## WHAT TO PRODUCE
Give back, word for word, the line that contains "assert_eq!(total, Money::from_cents(7250));" and every line that follows it in the data below.

#### TASK MATERIAL ####

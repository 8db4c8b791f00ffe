use chrono::NaiveDate;
use serde::{Deserialize, Serialize};
use std::fmt;

use tally_core::{
    CategoryConfig, Money, Month, TargetLineShape, Transaction, Window, INCOME_CATEGORY,
};

/// Which transactions a series is built from.
#[derive(Debug, Clone, PartialEq, Eq, Serialize, Deserialize)]
#[serde(rename_all = "snake_case")]
pub enum SeriesSelector {
    Category(String),
    /// Every transaction outside the income category.
    AllExpense,
    AllIncome,
}

impl fmt::Display for SeriesSelector {
    fn fmt(&self, f: &mut fmt::Formatter<'_>) -> fmt::Result {
        match self {
            SeriesSelector::Category(name) => write!(f, "{name}"),
            SeriesSelector::AllExpense => write!(f, "ALL_EXPENSE"),
            SeriesSelector::AllIncome => write!(f, "ALL_INCOME"),
        }
    }
}

impl SeriesSelector {
    pub fn category(name: &str) -> Self {
        SeriesSelector::Category(name.to_string())
    }

    pub fn matches(&self, tx: &Transaction) -> bool {
        match self {
            SeriesSelector::Category(name) => tx.category == *name,
            SeriesSelector::AllExpense => !is_income(&tx.category),
            SeriesSelector::AllIncome => is_income(&tx.category),
        }
    }

    /// Income counts with its sign, expenses always as positive magnitudes.
    pub fn delta(&self, amount: Money) -> Money {
        if self.is_income() {
            amount
        } else {
            amount.abs()
        }
    }

    pub fn is_income(&self) -> bool {
        match self {
            SeriesSelector::Category(name) => is_income(name),
            SeriesSelector::AllExpense => false,
            SeriesSelector::AllIncome => true,
        }
    }

    /// Yearly target the series is compared against. Combined expense series
    /// use the sum of every expense target.
    pub fn target(&self, config: &CategoryConfig) -> Money {
        match self {
            SeriesSelector::Category(name) => config.target(name),
            SeriesSelector::AllExpense => config.expense_target_total(),
            SeriesSelector::AllIncome => config
                .income_category()
                .map(|c| c.target)
                .unwrap_or_default(),
        }
    }
}

fn is_income(category: &str) -> bool {
    category.eq_ignore_ascii_case(INCOME_CATEGORY)
}

#[derive(Debug, Clone, PartialEq, Eq, Serialize, Deserialize)]
pub struct SeriesPoint {
    /// Position in the window, 0 for the first month.
    pub index: usize,
    pub month: Month,
    pub cumulative: Money,
    /// At least one transaction landed in this month.
    pub has_data: bool,
}

#[derive(Debug, Clone, Copy, PartialEq, Eq, Serialize, Deserialize)]
pub struct TargetPoint {
    pub date: NaiveDate,
    pub value: Money,
}

#[derive(Debug, Clone, PartialEq, Eq, Serialize, Deserialize)]
#[serde(tag = "shape", rename_all = "snake_case")]
pub enum TargetLine {
    /// One value per window month.
    Monthly { values: Vec<Money> },
    /// Zero at the first transaction, the full target at the last one.
    Endpoints { start: TargetPoint, end: TargetPoint },
}

impl TargetLine {
    pub fn build(
        shape: TargetLineShape,
        target: Money,
        months: usize,
        first: NaiveDate,
        last: NaiveDate,
    ) -> Option<Self> {
        if !target.is_credit() {
            return None;
        }
        match shape {
            TargetLineShape::Monthly => Some(TargetLine::Monthly {
                values: monthly_target_line(target, months),
            }),
            TargetLineShape::Endpoints => Some(TargetLine::Endpoints {
                start: TargetPoint { date: first, value: Money::zero() },
                end: TargetPoint { date: last, value: target },
            }),
        }
    }

    pub fn values(&self) -> Vec<Money> {
        match self {
            TargetLine::Monthly { values } => values.clone(),
            TargetLine::Endpoints { start, end } => vec![start.value, end.value],
        }
    }
}

/// Linear accrual of a yearly target: month `i` expects `target * (i + 1) / 12`.
/// Empty when there is no target.
pub fn monthly_target_line(target: Money, months: usize) -> Vec<Money> {
    if !target.is_credit() {
        return Vec::new();
    }
    (1..=months as u32).map(|n| target.prorate(n, 12)).collect()
}

#[derive(Debug, Clone, PartialEq, Eq, Serialize, Deserialize)]
pub struct Aggregation {
    pub series: Vec<SeriesPoint>,
    pub target_line: Option<TargetLine>,
}

impl Aggregation {
    /// Cumulative value at the end of the window.
    pub fn total(&self) -> Money {
        self.series.last().map(|p| p.cumulative).unwrap_or_default()
    }

    /// First month that contributed a nonzero amount.
    pub fn started_at(&self) -> Option<usize> {
        self.series
            .iter()
            .find(|p| !p.cumulative.is_zero() || p.has_data)
            .map(|p| p.index)
    }
}

/// Builds the month-by-month cumulative series for `selector` over `window`.
///
/// Months before the first nonzero month report zero without data. From that
/// month on every month adds its sum, including zero months, and `has_data`
/// reflects whether the month had any transaction at all.
pub fn aggregate(
    transactions: &[Transaction],
    selector: &SeriesSelector,
    window: Window,
    config: &CategoryConfig,
) -> Aggregation {
    let qualifying: Vec<&Transaction> = transactions
        .iter()
        .filter(|tx| selector.matches(tx) && window.contains(tx.date))
        .collect();
    let months = window.months();

    let mut series = Vec::with_capacity(months.len());
    let mut cumulative = Money::zero();
    let mut started = false;

    for (index, month) in months.iter().enumerate() {
        let in_month: Vec<&&Transaction> =
            qualifying.iter().filter(|tx| month.contains(tx.date)).collect();
        let month_sum: Money = in_month.iter().map(|tx| selector.delta(tx.amount)).sum();

        if !started && !month_sum.is_zero() {
            started = true;
        }

        if started {
            cumulative += month_sum;
            series.push(SeriesPoint {
                index,
                month: *month,
                cumulative,
                has_data: !in_month.is_empty(),
            });
        } else {
            series.push(SeriesPoint {
                index,
                month: *month,
                cumulative: Money::zero(),
                has_data: false,
            });
        }
    }

    let target_line = match (
        qualifying.iter().map(|tx| tx.date).min(),
        qualifying.iter().map(|tx| tx.date).max(),
    ) {
        (Some(first), Some(last)) => TargetLine::build(
            config.options.target_line,
            selector.target(config),
            months.len(),
            first,
            last,
        ),
        _ => None,
    };

    tracing::debug!(
        selector = %selector,
        window = %window,
        transactions = qualifying.len(),
        total = %cumulative,
        "Built monthly series"
    );

    Aggregation { series, target_line }
}

/// Per-month deltas recovered from a cumulative series.
pub fn month_deltas(series: &[SeriesPoint]) -> Vec<Money> {
    let mut previous = Money::zero();
    series
        .iter()
        .map(|p| {
            let delta = p.cumulative - previous;
            previous = p.cumulative;
            delta
        })
        .collect()
}
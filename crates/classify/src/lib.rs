pub mod classifier;

pub use classifier::{classify, Classifier};
pub mod category;
pub mod money;
pub mod period;
pub mod transaction;

pub use category::{
    CategoryConfig, CategoryEntry, ConfigError, EngineOptions, IncomeRule, TargetLineShape,
    FALLBACK_CATEGORY, INCOME_CATEGORY,
};
pub use money::Money;
pub use period::{CalendarYear, DateRange, Month, Window};
pub use transaction::{BankRecord, Transaction};
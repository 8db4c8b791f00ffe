use rust_decimal::prelude::ToPrimitive;
use rust_decimal::Decimal;
use serde::{Deserialize, Serialize};
use std::fmt;
use std::iter::Sum;
use std::ops::{Add, AddAssign, Neg, Sub};

/// Signed amount rounded to cents. Positive is money received, negative is money spent.
#[derive(
    Debug, Clone, Copy, Default, PartialEq, Eq, PartialOrd, Ord, Hash, Serialize, Deserialize,
)]
pub struct Money(Decimal);

impl Money {
    pub fn from_cents(cents: i64) -> Self {
        Money(Decimal::from(cents) / Decimal::from(100))
    }

    pub fn to_cents(self) -> i64 {
        (self.0 * Decimal::from(100)).to_i64().unwrap_or_default()
    }

    pub fn from_decimal(decimal: Decimal) -> Self {
        Money(decimal.round_dp(2))
    }

    pub fn as_decimal(self) -> Decimal {
        self.0
    }

    pub fn zero() -> Self {
        Money(Decimal::ZERO)
    }

    pub fn is_zero(self) -> bool {
        self.0.is_zero()
    }

    /// Strictly greater than zero.
    pub fn is_credit(self) -> bool {
        self.0 > Decimal::ZERO
    }

    pub fn is_negative(self) -> bool {
        self.0 < Decimal::ZERO
    }

    pub fn abs(self) -> Self {
        Money(self.0.abs())
    }

    /// `self * numerator / denominator`, rounded to cents. A zero denominator yields zero.
    pub fn prorate(self, numerator: u32, denominator: u32) -> Self {
        if denominator == 0 {
            return Money::zero();
        }
        Money::from_decimal(self.0 * Decimal::from(numerator) / Decimal::from(denominator))
    }
}

impl fmt::Display for Money {
    fn fmt(&self, f: &mut fmt::Formatter<'_>) -> fmt::Result {
        write!(f, "{:.2}", self.0)
    }
}

impl From<Decimal> for Money {
    fn from(decimal: Decimal) -> Self {
        Money::from_decimal(decimal)
    }
}

impl Add for Money {
    type Output = Self;
    fn add(self, rhs: Self) -> Self {
        Money(self.0 + rhs.0)
    }
}

impl AddAssign for Money {
    fn add_assign(&mut self, rhs: Self) {
        self.0 += rhs.0;
    }
}

impl Sub for Money {
    type Output = Self;
    fn sub(self, rhs: Self) -> Self {
        Money(self.0 - rhs.0)
    }
}

impl Neg for Money {
    type Output = Self;
    fn neg(self) -> Self {
        Money(-self.0)
    }
}

impl Sum for Money {
    fn sum<I: Iterator<Item = Money>>(iter: I) -> Self {
        iter.fold(Money::zero(), |a, b| a + b)
    }
}

impl<'a> Sum<&'a Money> for Money {
    fn sum<I: Iterator<Item = &'a Money>>(iter: I) -> Self {
        iter.copied().sum()
    }
}

#[cfg(test)]
mod tests {
    use super::*;

    #[test]
    fn cents_round_trip() {
        assert_eq!(Money::from_cents(-4250).to_cents(), -4250);
    }

    #[test]
    fn from_decimal_rounds_to_cents() {
        let m = Money::from_decimal(Decimal::new(123456, 4)); // 12.3456
        assert_eq!(m.to_cents(), 1235);
    }

    #[test]
    fn abs_and_sign() {
        let spent = Money::from_cents(-3000);
        assert!(spent.is_negative());
        assert!(!spent.is_credit());
        assert_eq!(spent.abs(), Money::from_cents(3000));
        assert!(!Money::zero().is_credit());
    }

    #[test]
    fn prorate_monthly_share() {
        let yearly = Money::from_cents(120_000);
        assert_eq!(yearly.prorate(1, 12), Money::from_cents(10_000));
        assert_eq!(yearly.prorate(12, 12), yearly);
        assert_eq!(Money::from_cents(100_000).prorate(1, 12), Money::from_cents(8333));
        assert_eq!(yearly.prorate(1, 0), Money::zero());
    }

    #[test]
    fn sum_of_amounts() {
        let total: Money = [Money::from_cents(4250), Money::from_cents(3000)].iter().sum();
        assert_eq!(total, Money::from_cents(7250));
    }

    #[test]
    fn display_two_places() {
        assert_eq!(Money::from_cents(7250).to_string(), "72.50");
        assert_eq!(Money::from_cents(-5).to_string(), "-0.05");
    }
}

####

## ANSWER TO THIS EXERCISE
        assert_eq!(total, Money::from_cents(7250));
    }

    #[test]
    fn display_two_places() {
        assert_eq!(Money::from_cents(7250).to_string(), "72.50");
        assert_eq!(Money::from_cents(-5).to_string(), "-0.05");
    }
}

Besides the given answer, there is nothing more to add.